La tentation d'exister

Tahiti

Impressions de Tahiti.

 

Le vol Paris Papeete, qui dure près de vingt heures, fait escale à Los Angeles.

Le décalage horaire n'est pas trop difficile à supporter car la nuit tombe assez vite en quittant les Etats-Unis et l'envie de dormir permet de passer relativement vite la deuxième partie du voyage.

Il n'en est pas de même au retour.

L'arrivée à Papeete, à l'aurore, est totalement surréaliste : la douceur de l'air, les parfums, les bougainvillées, les jacarandas et les frangipaniers du terrain de l'aéroport de Fa'a embaument l'air de leurs fragrances colorées.

Trois musiciens, avec leur guitare, leurs chemises en coton aux motifs floraux et leurs ukulélés accueillent les voyageurs ébahis, les colliers de fleurs sont généreusement distribués, le mythe de la perle incontestée des mers du sud devient enfin réalité.

Bougainville avait surnommé Tahiti « La nouvelle Cythère », faisant implicitement référence à l'importance de la relation amoureuse dans la vie des tahitiens.

 

En fait, les trois plaisirs fondamentaux de la population locale sont l'amour, la musique et la danse.

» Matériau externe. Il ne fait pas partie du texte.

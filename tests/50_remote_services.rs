mod common;

use std::collections::HashMap;
use std::sync::{Arc, Mutex};

use anyhow::Result;
use axum::{
    extract::{Path, Query, State},
    http::{HeaderMap, StatusCode},
    routing::{get, post},
    Json, Router,
};
use serde_json::{json, Value};

use tenders_api::filter::TenderQuery;
use tenders_api::models::TenderInput;
use tenders_api::services::{
    ApiClient, MemoryStore, RemoteTenderService, RemoteUserService, ServiceError, Session, TenderService,
    UserService,
};

/// Requests seen by the mock: (authorization header, raw query)
#[derive(Clone, Default)]
struct Seen(Arc<Mutex<Vec<(Option<String>, HashMap<String, String>)>>>);

impl Seen {
    fn record(&self, headers: &HeaderMap, query: HashMap<String, String>) {
        let auth = headers
            .get("authorization")
            .and_then(|v| v.to_str().ok())
            .map(str::to_string);
        self.0.lock().unwrap().push((auth, query));
    }

    fn last(&self) -> (Option<String>, HashMap<String, String>) {
        self.0.lock().unwrap().last().cloned().unwrap()
    }
}

fn tender_json(id: i64) -> Value {
    json!({
        "id": id,
        "title": "Mock tender",
        "description": "Served by the mock",
        "budget": 100.0,
        "deadline": "2030-01-01",
        "status": "open",
        "category": "Construction",
        "company": "Mock Co",
        "location": "Astana",
        "requirements": [],
        "contact": "mock@example.com",
        "createdBy": 2,
        "createdAt": "2024-01-01"
    })
}

fn error(status: StatusCode, message: &str) -> (StatusCode, Json<Value>) {
    (status, Json(json!({ "success": false, "message": message })))
}

async fn spawn_mock() -> Result<(String, Seen)> {
    let seen = Seen::default();

    let app = Router::new()
        .route(
            "/api/tenders",
            get(|State(seen): State<Seen>, headers: HeaderMap| async move {
                seen.record(&headers, HashMap::new());
                Json(json!([tender_json(1), tender_json(2)]))
            }),
        )
        .route(
            "/api/tenders/search",
            get(
                |State(seen): State<Seen>, headers: HeaderMap, Query(q): Query<HashMap<String, String>>| async move {
                    seen.record(&headers, q);
                    Json(json!([tender_json(7)]))
                },
            ),
        )
        .route(
            "/api/tenders/:id",
            get(|Path(_id): Path<i32>| async { error(StatusCode::NOT_FOUND, "Tender not found") })
                .delete(|| async { Json(json!({ "success": true })) }),
        )
        .route(
            "/api/tenders/:id/subscribe",
            post(|| async { error(StatusCode::CONFLICT, "User already subscribed to this tender") })
                .delete(|| async { Json(json!({ "success": true })) }),
        )
        .route(
            "/api/auth/login",
            post(|Json(body): Json<Value>| async move {
                if body["password"] == "user123" {
                    Ok(Json(json!({
                        "id": 2,
                        "email": body["email"],
                        "full_name": "Regular User",
                        "role": "user",
                        "token": "mock-token"
                    })))
                } else {
                    Err(error(StatusCode::UNAUTHORIZED, "Invalid email or password"))
                }
            }),
        )
        .route(
            "/api/users/:id",
            get(|| async { error(StatusCode::UNAUTHORIZED, "Not authorized, token failed") }),
        )
        .with_state(seen.clone());

    let port = portpicker::pick_unused_port().ok_or_else(|| anyhow::anyhow!("no free port"))?;
    let listener = tokio::net::TcpListener::bind(("127.0.0.1", port)).await?;
    tokio::spawn(async move {
        let _ = axum::serve(listener, app).await;
    });
    Ok((format!("http://127.0.0.1:{}/api", port), seen))
}

fn services(base_url: &str) -> (RemoteTenderService, RemoteUserService, Session) {
    let session = Session::new(Arc::new(MemoryStore::new()));
    let client = ApiClient::new(base_url, session.clone());
    (
        RemoteTenderService::new(client.clone()),
        RemoteUserService::new(client),
        session,
    )
}

#[tokio::test]
async fn login_stores_session_and_later_calls_send_bearer() -> Result<()> {
    let (base, seen) = spawn_mock().await?;
    let (tenders, users, session) = services(&base);

    tenders.get_all_tenders().await?;
    assert_eq!(seen.last().0, None);

    let user = users.login("user@example.com", "user123").await?;
    assert_eq!(user.token, "mock-token");
    assert_eq!(session.token()?.as_deref(), Some("mock-token"));

    let all = tenders.get_all_tenders().await?;
    assert_eq!(all.len(), 2);
    assert_eq!(seen.last().0.as_deref(), Some("Bearer mock-token"));
    Ok(())
}

#[tokio::test]
async fn error_statuses_keep_server_message() -> Result<()> {
    let (base, _seen) = spawn_mock().await?;
    let (tenders, users, _session) = services(&base);

    match tenders.get_tender_by_id(5).await {
        Err(ServiceError::NotFound(message)) => assert_eq!(message, "Tender not found"),
        other => panic!("unexpected result: {:?}", other.map(|t| t.id)),
    }
    assert!(matches!(
        tenders.subscribe_tender(1, 2).await,
        Err(ServiceError::Conflict(m)) if m == "User already subscribed to this tender"
    ));
    assert!(matches!(
        users.login("user@example.com", "wrong").await,
        Err(ServiceError::Unauthorized(m)) if m == "Invalid email or password"
    ));
    Ok(())
}

#[tokio::test]
async fn unauthorized_response_clears_session() -> Result<()> {
    let (base, _seen) = spawn_mock().await?;
    let (_tenders, users, session) = services(&base);

    users.login("user@example.com", "user123").await?;
    assert!(session.current()?.is_some());

    assert!(matches!(users.get_user_profile(2).await, Err(ServiceError::Unauthorized(_))));
    assert!(session.current()?.is_none());
    Ok(())
}

#[tokio::test]
async fn search_sends_json_query_and_top_level_refinements() -> Result<()> {
    let (base, seen) = spawn_mock().await?;
    let (tenders, _users, _session) = services(&base);

    let query = TenderQuery {
        search_term: Some("road".into()),
        category: Some("All".into()),
        min_budget: Some(1000.0),
        ..Default::default()
    };
    let found = tenders.search_tenders(&query).await?;
    assert_eq!(found[0].id, 7);

    let (_, params) = seen.last();
    let embedded: Value = serde_json::from_str(&params["query"])?;
    assert_eq!(embedded["searchTerm"], "road");
    assert_eq!(embedded["category"], "All");
    assert_eq!(params["minBudget"], "1000");
    Ok(())
}

#[tokio::test]
async fn delete_and_unsubscribe_read_acknowledgement() -> Result<()> {
    let (base, _seen) = spawn_mock().await?;
    let (tenders, _users, _session) = services(&base);

    tenders.delete_tender(3).await?;
    tenders.unsubscribe_tender(3, 2).await?;
    Ok(())
}

#[tokio::test]
async fn remote_services_against_live_server() -> Result<()> {
    let Some(server) = common::ensure_server().await? else { return Ok(()) };
    let (tenders, users, session) = services(&server.api(""));

    let admin = users.login(common::ADMIN_EMAIL, common::ADMIN_PASSWORD).await?;
    assert_eq!(session.current()?.map(|u| u.id), Some(admin.id));

    let input = TenderInput {
        title: Some("Remote-created tender".into()),
        description: Some("Created through the service layer".into()),
        budget: Some(500.0),
        deadline: Some("2031-06-30".into()),
        category: Some("IT".into()),
        company: Some("Remote Co".into()),
        location: Some("Shymkent".into()),
        contact: Some("remote@example.com".into()),
        ..Default::default()
    };
    let tender = tenders.create_tender(&input).await?;
    assert_eq!(tender.created_by, Some(admin.id));

    tenders.subscribe_tender(tender.id, admin.id).await?;
    assert!(tenders.is_user_subscribed(tender.id, admin.id).await?);
    assert!(matches!(
        tenders.subscribe_tender(tender.id, admin.id).await,
        Err(ServiceError::Conflict(_))
    ));

    tenders.delete_tender(tender.id).await?;
    assert!(!tenders.is_user_subscribed(tender.id, admin.id).await?);
    assert!(matches!(tenders.get_tender_by_id(tender.id).await, Err(ServiceError::NotFound(_))));
    Ok(())
}
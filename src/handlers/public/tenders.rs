// Public tender reads: list, search, filter, show

use axum::{
    extract::{Query, State},
    Json,
};

use crate::api::{ApiPath, AppState};
use crate::database::TenderRepository;
use crate::error::ApiResult;
use crate::filter::{Filter, QueryMode, RawParams, TenderQuery};
use crate::models::Tender;

/// GET /api/tenders
pub async fn list_tenders(State(state): State<AppState>) -> ApiResult<Json<Vec<Tender>>> {
    let filter = Filter::new(&TenderQuery::default(), QueryMode::Search);
    let tenders = TenderRepository::new(state.pool.clone()).select_any(filter).await?;
    Ok(Json(tenders))
}

/// GET /api/tenders/search - free text plus optional refinements
pub async fn search_tenders(
    State(state): State<AppState>,
    Query(params): Query<RawParams>,
) -> ApiResult<Json<Vec<Tender>>> {
    let query = TenderQuery::from_search_params(&params);
    let filter = Filter::new(&query, QueryMode::Search);
    let tenders = TenderRepository::new(state.pool.clone()).select_any(filter).await?;
    tracing::debug!("search matched {} tenders", tenders.len());
    Ok(Json(tenders))
}

/// GET /api/tenders/filter - category, status and budget only
pub async fn filter_tenders(
    State(state): State<AppState>,
    Query(params): Query<RawParams>,
) -> ApiResult<Json<Vec<Tender>>> {
    let query = TenderQuery::from_filter_params(&params);
    let filter = Filter::new(&query, QueryMode::Filter);
    let tenders = TenderRepository::new(state.pool.clone()).select_any(filter).await?;
    Ok(Json(tenders))
}

/// GET /api/tenders/:id
pub async fn get_tender(State(state): State<AppState>, ApiPath(id): ApiPath<i32>) -> ApiResult<Json<Tender>> {
    let tender = TenderRepository::new(state.pool.clone()).select_404(id).await?;
    Ok(Json(tender))
}
// Subscribe / unsubscribe / check, all gated on the subscribing user

use axum::{extract::State, http::StatusCode, Extension, Json};

use crate::api::{format, ApiPath, AppState, OptionalJson};
use crate::auth::ensure_self_or_admin;
use crate::database::{DatabaseError, SubscriptionRepository, TenderRepository, UserRepository};
use crate::error::{ApiError, ApiResult};
use crate::middleware::AuthUser;
use crate::models::{Subscription, SubscriptionRequest};
use crate::types::SuccessResponse;

/// POST /api/tenders/:id/subscribe
///
/// `userId` in the body defaults to the caller. Checks run in order:
/// tender exists, caller may act for that user, user exists, not yet subscribed.
pub async fn subscribe(
    State(state): State<AppState>,
    Extension(auth): Extension<AuthUser>,
    ApiPath(tender_id): ApiPath<i32>,
    OptionalJson(body): OptionalJson<SubscriptionRequest>,
) -> ApiResult<(StatusCode, Json<Subscription>)> {
    TenderRepository::new(state.pool.clone()).select_404(tender_id).await?;

    let user_id = body.user_id.unwrap_or(auth.id);
    ensure_self_or_admin(&auth.actor(), Some(user_id), "subscribe this user")?;
    UserRepository::new(state.pool.clone()).select_404(user_id).await?;

    let subscriptions = SubscriptionRepository::new(state.pool.clone());
    if subscriptions.find(tender_id, user_id).await?.is_some() {
        return Err(ApiError::conflict("User already subscribed to this tender"));
    }

    let subscription = match subscriptions.create(tender_id, user_id).await {
        Ok(subscription) => subscription,
        // lost a race against a concurrent subscribe for the same pair
        Err(DatabaseError::Sqlx(sqlx::Error::Database(e))) if e.code().as_deref() == Some("23505") => {
            return Err(ApiError::conflict("User already subscribed to this tender"));
        }
        Err(e) => return Err(e.into()),
    };
    Ok(format::created(subscription))
}

/// DELETE /api/tenders/:id/subscribe
pub async fn unsubscribe(
    State(state): State<AppState>,
    Extension(auth): Extension<AuthUser>,
    ApiPath(tender_id): ApiPath<i32>,
    OptionalJson(body): OptionalJson<SubscriptionRequest>,
) -> ApiResult<Json<SuccessResponse>> {
    let user_id = body.user_id.unwrap_or(auth.id);
    ensure_self_or_admin(&auth.actor(), Some(user_id), "unsubscribe this user")?;

    let deleted = SubscriptionRepository::new(state.pool.clone())
        .delete(tender_id, user_id)
        .await?;
    if !deleted {
        return Err(ApiError::not_found("Subscription not found"));
    }
    Ok(format::success())
}

/// GET /api/tenders/:id/subscriptions/:user_id - plain `true` / `false`
pub async fn is_subscribed(
    State(state): State<AppState>,
    Extension(auth): Extension<AuthUser>,
    ApiPath((tender_id, user_id)): ApiPath<(i32, i32)>,
) -> ApiResult<Json<bool>> {
    ensure_self_or_admin(&auth.actor(), Some(user_id), "view these subscriptions")?;
    let found = SubscriptionRepository::new(state.pool.clone())
        .find(tender_id, user_id)
        .await?
        .is_some();
    Ok(Json(found))
}
use clap::Parser;
use tracing_subscriber::EnvFilter;

use tenders_api::cli::{utils, Cli, OutputFormat};
use tenders_api::services::ServiceError;

#[tokio::main]
async fn main() -> anyhow::Result<()> {
    let _ = dotenvy::dotenv();

    // Logs go to stderr so JSON output on stdout stays parseable
    tracing_subscriber::fmt()
        .with_env_filter(EnvFilter::try_from_default_env().unwrap_or_else(|_| EnvFilter::new("tenders_api=warn")))
        .with_writer(std::io::stderr)
        .init();

    let cli = Cli::parse();
    let output_format = OutputFormat::from_cli(&cli);

    if let Err(e) = tenders_api::cli::run(cli).await {
        let code = e.downcast_ref::<ServiceError>().map(ServiceError::code);
        match (&output_format, std::env::var("TENDERS_VERBOSE").as_deref()) {
            (OutputFormat::Json, _) => utils::output_error(&output_format, &e.to_string(), code)?,
            (_, Ok("true")) | (_, Ok("1")) => eprintln!("Error: {e:?}"),
            _ => eprintln!("Error: {e}"),
        }
        std::process::exit(1);
    }

    Ok(())
}
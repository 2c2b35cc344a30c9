// handlers/mod.rs - two security tiers
//
// Public (no auth) -> Protected (bearer JWT, `AuthUser` in request extensions)
pub mod public;
pub mod protected;
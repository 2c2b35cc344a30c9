use chrono::{DateTime, NaiveDate, Utc};
use sqlx::FromRow;

use crate::database::DatabaseError;
use crate::models::Tender;

/// `tenders` row; `status` is stored as its lower-case wire name
#[derive(Debug, Clone, FromRow)]
pub struct TenderRow {
    pub id: i32,
    pub title: String,
    pub description: String,
    pub budget: f64,
    pub deadline: NaiveDate,
    pub status: String,
    pub category: String,
    pub company: String,
    pub location: String,
    pub requirements: Vec<String>,
    pub contact: String,
    pub created_by: Option<i32>,
    pub created_at: DateTime<Utc>,
    pub updated_at: DateTime<Utc>,
}

impl TryFrom<TenderRow> for Tender {
    type Error = DatabaseError;

    fn try_from(row: TenderRow) -> Result<Self, Self::Error> {
        let status = row
            .status
            .parse()
            .map_err(|e: String| DatabaseError::QueryError(format!("tender {}: {}", row.id, e)))?;
        Ok(Tender {
            id: row.id,
            title: row.title,
            description: row.description,
            budget: row.budget,
            deadline: row.deadline,
            status,
            category: row.category,
            company: row.company,
            location: row.location,
            requirements: row.requirements,
            contact: row.contact,
            created_by: row.created_by,
            created_at: row.created_at.date_naive(),
            updated_at: Some(row.updated_at),
        })
    }
}

/// Converts a batch of rows, failing on the first corrupt one
pub fn into_tenders(rows: Vec<TenderRow>) -> Result<Vec<Tender>, DatabaseError> {
    rows.into_iter().map(Tender::try_from).collect()
}
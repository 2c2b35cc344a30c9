// POST /api/auth/register, POST /api/auth/login

use axum::{extract::State, http::StatusCode, Json};

use crate::api::{format, ApiJson, AppState};
use crate::auth::{generate_jwt, hash_password, verify_password, Claims};
use crate::config;
use crate::database::models::UserRow;
use crate::database::UserRepository;
use crate::error::{ApiError, ApiResult};
use crate::models::{AuthenticatedUser, LoginRequest, RegisterRequest};
use crate::types::Role;

const INVALID_CREDENTIALS: &str = "Invalid email or password";

/// Self-registration always creates a plain `user`
pub async fn register(
    State(state): State<AppState>,
    ApiJson(body): ApiJson<RegisterRequest>,
) -> ApiResult<(StatusCode, Json<AuthenticatedUser>)> {
    let body = body.normalized(config::config().security.min_password_length)?;
    let users = UserRepository::new(state.pool.clone());

    if users.find_by_email(&body.email).await?.is_some() {
        return Err(ApiError::conflict("User already exists"));
    }

    let password_hash = hash_password(&body.password)?;
    let row = users
        .create(&body.email, &password_hash, &body.full_name, Role::User)
        .await?;
    tracing::info!("registered user {} <{}>", row.id, row.email);

    Ok(format::created(session_for(&row)?))
}

pub async fn login(
    State(state): State<AppState>,
    ApiJson(body): ApiJson<LoginRequest>,
) -> ApiResult<Json<AuthenticatedUser>> {
    let email = body.normalized_email();
    let row = UserRepository::new(state.pool.clone())
        .find_by_email(&email)
        .await?
        .ok_or_else(|| {
            tracing::warn!("login for unknown email <{}>", email);
            ApiError::unauthorized(INVALID_CREDENTIALS)
        })?;

    if !verify_password(&body.password, &row.password_hash)? {
        tracing::warn!("wrong password for user {}", row.id);
        return Err(ApiError::unauthorized(INVALID_CREDENTIALS));
    }

    Ok(Json(session_for(&row)?))
}

fn session_for(row: &UserRow) -> ApiResult<AuthenticatedUser> {
    let profile = row.to_profile()?;
    let token = generate_jwt(&Claims::new(profile.id, profile.role))?;
    Ok(AuthenticatedUser::new(profile, token))
}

Mais contrairement aux femmes de nombreux pays, les tahitiennes ne recherchent ni le raffinement de la conquête amoureuse, ni la galanterie de l'amour courtois.

Elles recherchent avant tout la force physique et la rapidité des émois nocturnes : l'intellectuel, le poète ou l'amoureux transi n'ont pas grande chance à leur yeux, alors que la brute au coup de poing facile et l'athlète viril sont prioritairement recherchés.

 

La musique accompagne chaque moment de la vie et tous les tahitiens grattent la guitare ou le ukulélé.

Les polyphonies traditionnelles ont été largement reprises par les différents cultes, et notamment le culte protestant.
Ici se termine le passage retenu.